**Task**
Find the lines holding the string "lock" in the data, then copy all of them.

··· Input data ···

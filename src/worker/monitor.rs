//! The barrier state: one `Mutex`-guarded struct plus one `Condvar`, per
//! spec §3/§9. Every mutation to `iteration`, `pending_borders`, and
//! `is_border_sent` goes through here, under a single lock, so an advance
//! is never observed half-done.

use crate::direction::Direction;
use crate::domain::Grid;
use crate::error::Result;
use std::collections::HashMap;

/// The address a neighboring tile's border endpoint can be reached at.
/// Copied by value at wiring time; never a cross-process object reference
/// (spec §9).
#[derive(Debug, Clone)]
pub struct NeighborAddr {
    pub host: String,
    pub border_port: u16,
}

/// Everything the barrier protocol touches, behind one lock.
pub struct Monitor {
    pub grid: Grid,
    pub iteration: u64,
    pub neighbors: HashMap<Direction, NeighborAddr>,
    pub pending_borders: HashMap<Direction, Vec<i64>>,
    pub is_border_sent: bool,
}

impl Monitor {
    pub fn new(grid: Grid) -> Self {
        Self {
            grid,
            iteration: 0,
            neighbors: HashMap::new(),
            pending_borders: HashMap::new(),
            is_border_sent: false,
        }
    }

    /// Whether every wired neighbor has a pending border waiting (spec
    /// §3: "an advance occurs iff `keys(pending_borders) = keys(neighbors)`").
    pub fn round_is_ready(&self) -> bool {
        !self.neighbors.is_empty()
            && self
                .neighbors
                .keys()
                .all(|direction| self.pending_borders.contains_key(direction))
    }

    /// R3 — advance one generation and reset the round's bookkeeping,
    /// atomically with respect to any waiter on `has_iterated`. Only valid
    /// to call once `round_is_ready()` holds.
    pub fn advance(&mut self) -> Result<()> {
        let next = self.grid.iterate(&self.pending_borders)?;
        self.grid = next;
        self.iteration += 1;
        self.pending_borders.clear();
        self.is_border_sent = false;
        Ok(())
    }

    /// If this round hasn't sent its own border to neighbors yet, claim the
    /// one-shot latch and return the (neighbor, border-strip) pairs to
    /// send. Returns `None` if some other caller already claimed it this
    /// round, or there are no neighbors to send to.
    ///
    /// Must be called while holding the lock; the returned plan is
    /// executed by the caller *after* releasing it, since R2's network
    /// sends must never happen while the monitor is held (spec §5).
    pub fn claim_send_plan(&mut self) -> Option<HashMap<Direction, (NeighborAddr, Vec<i64>)>> {
        if self.neighbors.is_empty() || self.is_border_sent {
            return None;
        }
        self.is_border_sent = true;

        Some(
            self.neighbors
                .iter()
                .map(|(direction, addr)| (*direction, (addr.clone(), self.grid.border_at(*direction))))
                .collect(),
        )
    }
}

#[cfg(test)]
mod tests {
    use super::*;

    fn grid(n: usize) -> Grid {
        Grid::new(vec![vec![0i64; n]; n]).unwrap()
    }

    #[test]
    fn round_is_not_ready_with_no_neighbors() {
        let monitor = Monitor::new(grid(3));
        assert!(!monitor.round_is_ready());
    }

    #[test]
    fn round_becomes_ready_once_every_neighbor_direction_is_pending() {
        let mut monitor = Monitor::new(grid(3));
        monitor.neighbors.insert(
            Direction::Up,
            NeighborAddr { host: "127.0.0.1".into(), border_port: 1 },
        );
        monitor.neighbors.insert(
            Direction::Right,
            NeighborAddr { host: "127.0.0.1".into(), border_port: 2 },
        );

        monitor.pending_borders.insert(Direction::Up, vec![0, 0, 0]);
        assert!(!monitor.round_is_ready());

        monitor.pending_borders.insert(Direction::Right, vec![0, 0, 0]);
        assert!(monitor.round_is_ready());
    }

    #[test]
    fn claim_send_plan_is_one_shot() {
        let mut monitor = Monitor::new(grid(3));
        monitor.neighbors.insert(
            Direction::Up,
            NeighborAddr { host: "127.0.0.1".into(), border_port: 1 },
        );

        let plan = monitor.claim_send_plan();
        assert!(plan.is_some());
        assert!(monitor.claim_send_plan().is_none());
    }

    #[test]
    fn advance_clears_round_state() {
        let mut monitor = Monitor::new(grid(3));
        monitor.neighbors.insert(
            Direction::Up,
            NeighborAddr { host: "127.0.0.1".into(), border_port: 1 },
        );
        monitor.pending_borders.insert(Direction::Up, vec![0, 0, 0]);
        monitor.is_border_sent = true;

        monitor.advance().unwrap();

        assert_eq!(monitor.iteration, 1);
        assert!(monitor.pending_borders.is_empty());
        assert!(!monitor.is_border_sent);
    }
}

···

**Result below**
//! `is_border_sent` goes through here, under a single lock, so an advance
/// Everything the barrier protocol touches, behind one lock.
    /// Must be called while holding the lock; the returned plan is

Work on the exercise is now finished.